── Provided records ──

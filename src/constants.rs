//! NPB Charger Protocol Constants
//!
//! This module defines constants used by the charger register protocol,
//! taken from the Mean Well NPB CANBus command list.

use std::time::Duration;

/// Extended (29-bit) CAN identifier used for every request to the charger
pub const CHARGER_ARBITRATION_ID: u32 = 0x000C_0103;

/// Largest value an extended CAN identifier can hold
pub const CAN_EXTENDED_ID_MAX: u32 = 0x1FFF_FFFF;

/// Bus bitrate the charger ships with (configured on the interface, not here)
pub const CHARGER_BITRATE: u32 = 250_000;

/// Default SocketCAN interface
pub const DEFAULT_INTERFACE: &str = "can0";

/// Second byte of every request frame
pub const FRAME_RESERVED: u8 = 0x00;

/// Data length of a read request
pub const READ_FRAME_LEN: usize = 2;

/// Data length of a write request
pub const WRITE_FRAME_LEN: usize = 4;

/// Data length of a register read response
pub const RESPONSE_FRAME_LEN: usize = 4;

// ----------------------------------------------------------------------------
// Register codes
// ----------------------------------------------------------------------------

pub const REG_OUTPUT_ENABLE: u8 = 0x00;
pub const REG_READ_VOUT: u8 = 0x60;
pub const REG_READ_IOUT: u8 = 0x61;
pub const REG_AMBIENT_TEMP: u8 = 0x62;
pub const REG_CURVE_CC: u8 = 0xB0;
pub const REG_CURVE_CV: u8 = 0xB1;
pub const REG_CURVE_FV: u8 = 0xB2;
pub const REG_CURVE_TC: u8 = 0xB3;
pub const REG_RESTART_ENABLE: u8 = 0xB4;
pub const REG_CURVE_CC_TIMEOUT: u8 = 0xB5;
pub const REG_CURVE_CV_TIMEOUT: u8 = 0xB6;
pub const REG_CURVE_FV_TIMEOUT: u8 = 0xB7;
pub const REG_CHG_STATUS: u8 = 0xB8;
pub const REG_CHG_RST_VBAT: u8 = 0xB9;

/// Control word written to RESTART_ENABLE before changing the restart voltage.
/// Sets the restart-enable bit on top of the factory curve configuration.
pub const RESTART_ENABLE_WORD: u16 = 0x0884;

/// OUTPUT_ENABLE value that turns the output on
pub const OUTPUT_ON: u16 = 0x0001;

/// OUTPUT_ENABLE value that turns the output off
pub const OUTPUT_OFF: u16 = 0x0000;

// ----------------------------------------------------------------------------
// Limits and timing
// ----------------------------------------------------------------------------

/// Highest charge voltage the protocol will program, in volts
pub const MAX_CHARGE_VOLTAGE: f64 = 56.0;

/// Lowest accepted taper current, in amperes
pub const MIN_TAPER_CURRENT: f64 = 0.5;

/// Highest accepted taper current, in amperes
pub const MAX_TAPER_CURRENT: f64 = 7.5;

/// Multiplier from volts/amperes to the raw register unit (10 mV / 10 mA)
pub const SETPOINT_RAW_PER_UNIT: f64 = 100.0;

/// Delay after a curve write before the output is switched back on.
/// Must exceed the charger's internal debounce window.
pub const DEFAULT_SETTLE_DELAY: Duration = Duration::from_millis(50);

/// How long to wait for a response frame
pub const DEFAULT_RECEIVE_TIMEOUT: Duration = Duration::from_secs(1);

───

Task requirements: Working from the records above, write out verbatim only the lines from the line containing "This module defines" through the line containing "pub const REG_READ_VOUT: u8 = 0x60;".

Task result:
//! This module defines constants used by the charger register protocol,
//! taken from the Mean Well NPB CANBus command list.

use std::time::Duration;

/// Extended (29-bit) CAN identifier used for every request to the charger
pub const CHARGER_ARBITRATION_ID: u32 = 0x000C_0103;

/// Largest value an extended CAN identifier can hold
pub const CAN_EXTENDED_ID_MAX: u32 = 0x1FFF_FFFF;

/// Bus bitrate the charger ships with (configured on the interface, not here)
pub const CHARGER_BITRATE: u32 = 250_000;

/// Default SocketCAN interface
pub const DEFAULT_INTERFACE: &str = "can0";

/// Second byte of every request frame
pub const FRAME_RESERVED: u8 = 0x00;

/// Data length of a read request
pub const READ_FRAME_LEN: usize = 2;

/// Data length of a write request
pub const WRITE_FRAME_LEN: usize = 4;

/// Data length of a register read response
pub const RESPONSE_FRAME_LEN: usize = 4;

// ----------------------------------------------------------------------------
// Register codes
// ----------------------------------------------------------------------------

pub const REG_OUTPUT_ENABLE: u8 = 0x00;
pub const REG_READ_VOUT: u8 = 0x60;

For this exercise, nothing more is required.